[Source records]
——————

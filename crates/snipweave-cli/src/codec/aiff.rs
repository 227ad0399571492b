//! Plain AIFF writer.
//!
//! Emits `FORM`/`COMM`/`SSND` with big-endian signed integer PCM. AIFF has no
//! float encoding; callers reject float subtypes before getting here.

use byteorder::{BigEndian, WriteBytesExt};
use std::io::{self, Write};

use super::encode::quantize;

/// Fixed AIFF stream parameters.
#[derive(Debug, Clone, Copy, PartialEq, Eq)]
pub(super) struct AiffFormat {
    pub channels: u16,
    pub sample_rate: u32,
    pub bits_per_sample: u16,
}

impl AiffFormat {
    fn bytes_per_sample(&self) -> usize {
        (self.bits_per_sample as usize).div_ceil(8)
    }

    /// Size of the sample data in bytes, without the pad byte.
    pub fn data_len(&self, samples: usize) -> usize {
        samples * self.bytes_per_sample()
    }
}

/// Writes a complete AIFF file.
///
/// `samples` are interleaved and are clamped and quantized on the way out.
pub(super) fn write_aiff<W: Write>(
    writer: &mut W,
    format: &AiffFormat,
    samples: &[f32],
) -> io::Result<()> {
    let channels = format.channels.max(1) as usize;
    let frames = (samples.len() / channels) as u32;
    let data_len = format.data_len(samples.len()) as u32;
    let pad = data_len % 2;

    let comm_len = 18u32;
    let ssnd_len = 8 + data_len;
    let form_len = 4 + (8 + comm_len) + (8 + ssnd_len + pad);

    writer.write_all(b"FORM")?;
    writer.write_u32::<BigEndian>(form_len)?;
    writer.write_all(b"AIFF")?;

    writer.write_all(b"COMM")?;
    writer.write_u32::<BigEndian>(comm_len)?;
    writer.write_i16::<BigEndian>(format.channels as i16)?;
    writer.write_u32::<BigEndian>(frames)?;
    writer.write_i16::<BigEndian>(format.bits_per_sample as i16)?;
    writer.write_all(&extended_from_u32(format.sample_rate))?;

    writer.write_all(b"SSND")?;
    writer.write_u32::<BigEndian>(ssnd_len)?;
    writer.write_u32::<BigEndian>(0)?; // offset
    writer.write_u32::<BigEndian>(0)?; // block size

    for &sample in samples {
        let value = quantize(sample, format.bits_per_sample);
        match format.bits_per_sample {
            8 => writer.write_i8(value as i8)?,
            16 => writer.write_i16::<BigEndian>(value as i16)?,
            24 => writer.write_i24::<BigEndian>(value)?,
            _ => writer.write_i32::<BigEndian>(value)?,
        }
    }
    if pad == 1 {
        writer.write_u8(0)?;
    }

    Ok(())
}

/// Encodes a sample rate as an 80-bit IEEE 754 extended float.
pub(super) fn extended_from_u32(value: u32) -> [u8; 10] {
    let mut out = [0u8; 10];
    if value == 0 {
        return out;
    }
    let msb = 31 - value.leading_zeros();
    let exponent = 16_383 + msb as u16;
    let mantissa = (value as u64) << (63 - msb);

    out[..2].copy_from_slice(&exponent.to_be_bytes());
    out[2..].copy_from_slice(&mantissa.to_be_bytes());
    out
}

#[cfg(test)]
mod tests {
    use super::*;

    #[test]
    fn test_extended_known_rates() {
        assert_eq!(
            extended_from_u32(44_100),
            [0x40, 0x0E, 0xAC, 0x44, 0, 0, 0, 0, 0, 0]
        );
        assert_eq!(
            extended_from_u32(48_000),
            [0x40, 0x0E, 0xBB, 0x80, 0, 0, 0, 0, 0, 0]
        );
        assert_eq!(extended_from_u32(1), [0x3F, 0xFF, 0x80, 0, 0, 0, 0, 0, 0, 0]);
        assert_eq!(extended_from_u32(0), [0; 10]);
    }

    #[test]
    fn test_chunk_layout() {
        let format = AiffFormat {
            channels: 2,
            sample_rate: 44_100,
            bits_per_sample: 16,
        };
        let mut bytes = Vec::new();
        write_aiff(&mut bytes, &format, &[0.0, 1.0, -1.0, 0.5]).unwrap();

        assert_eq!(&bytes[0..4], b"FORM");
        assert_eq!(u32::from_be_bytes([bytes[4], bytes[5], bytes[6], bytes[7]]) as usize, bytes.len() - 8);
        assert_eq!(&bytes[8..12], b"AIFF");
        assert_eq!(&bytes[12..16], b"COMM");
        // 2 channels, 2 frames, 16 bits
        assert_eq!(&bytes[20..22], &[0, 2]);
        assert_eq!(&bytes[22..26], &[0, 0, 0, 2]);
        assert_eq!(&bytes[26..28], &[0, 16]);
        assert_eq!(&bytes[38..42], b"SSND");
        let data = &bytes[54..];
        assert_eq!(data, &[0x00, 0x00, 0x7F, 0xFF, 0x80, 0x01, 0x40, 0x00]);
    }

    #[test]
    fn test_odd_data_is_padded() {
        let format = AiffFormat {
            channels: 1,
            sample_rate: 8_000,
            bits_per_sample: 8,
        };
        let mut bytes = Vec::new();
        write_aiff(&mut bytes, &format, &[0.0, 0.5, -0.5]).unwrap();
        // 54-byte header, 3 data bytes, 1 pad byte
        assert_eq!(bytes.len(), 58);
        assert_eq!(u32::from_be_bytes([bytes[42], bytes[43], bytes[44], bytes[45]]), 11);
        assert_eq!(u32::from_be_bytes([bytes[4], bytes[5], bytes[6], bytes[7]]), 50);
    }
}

——————

__Action item__.
For this exercise, return every line from the data that holds the string "self".

__Worked solution__.
use std::io::{self, Write};
    fn bytes_per_sample(&self) -> usize {
        (self.bits_per_sample as usize).div_ceil(8)
    pub fn data_len(&self, samples: usize) -> usize {
        samples * self.bytes_per_sample()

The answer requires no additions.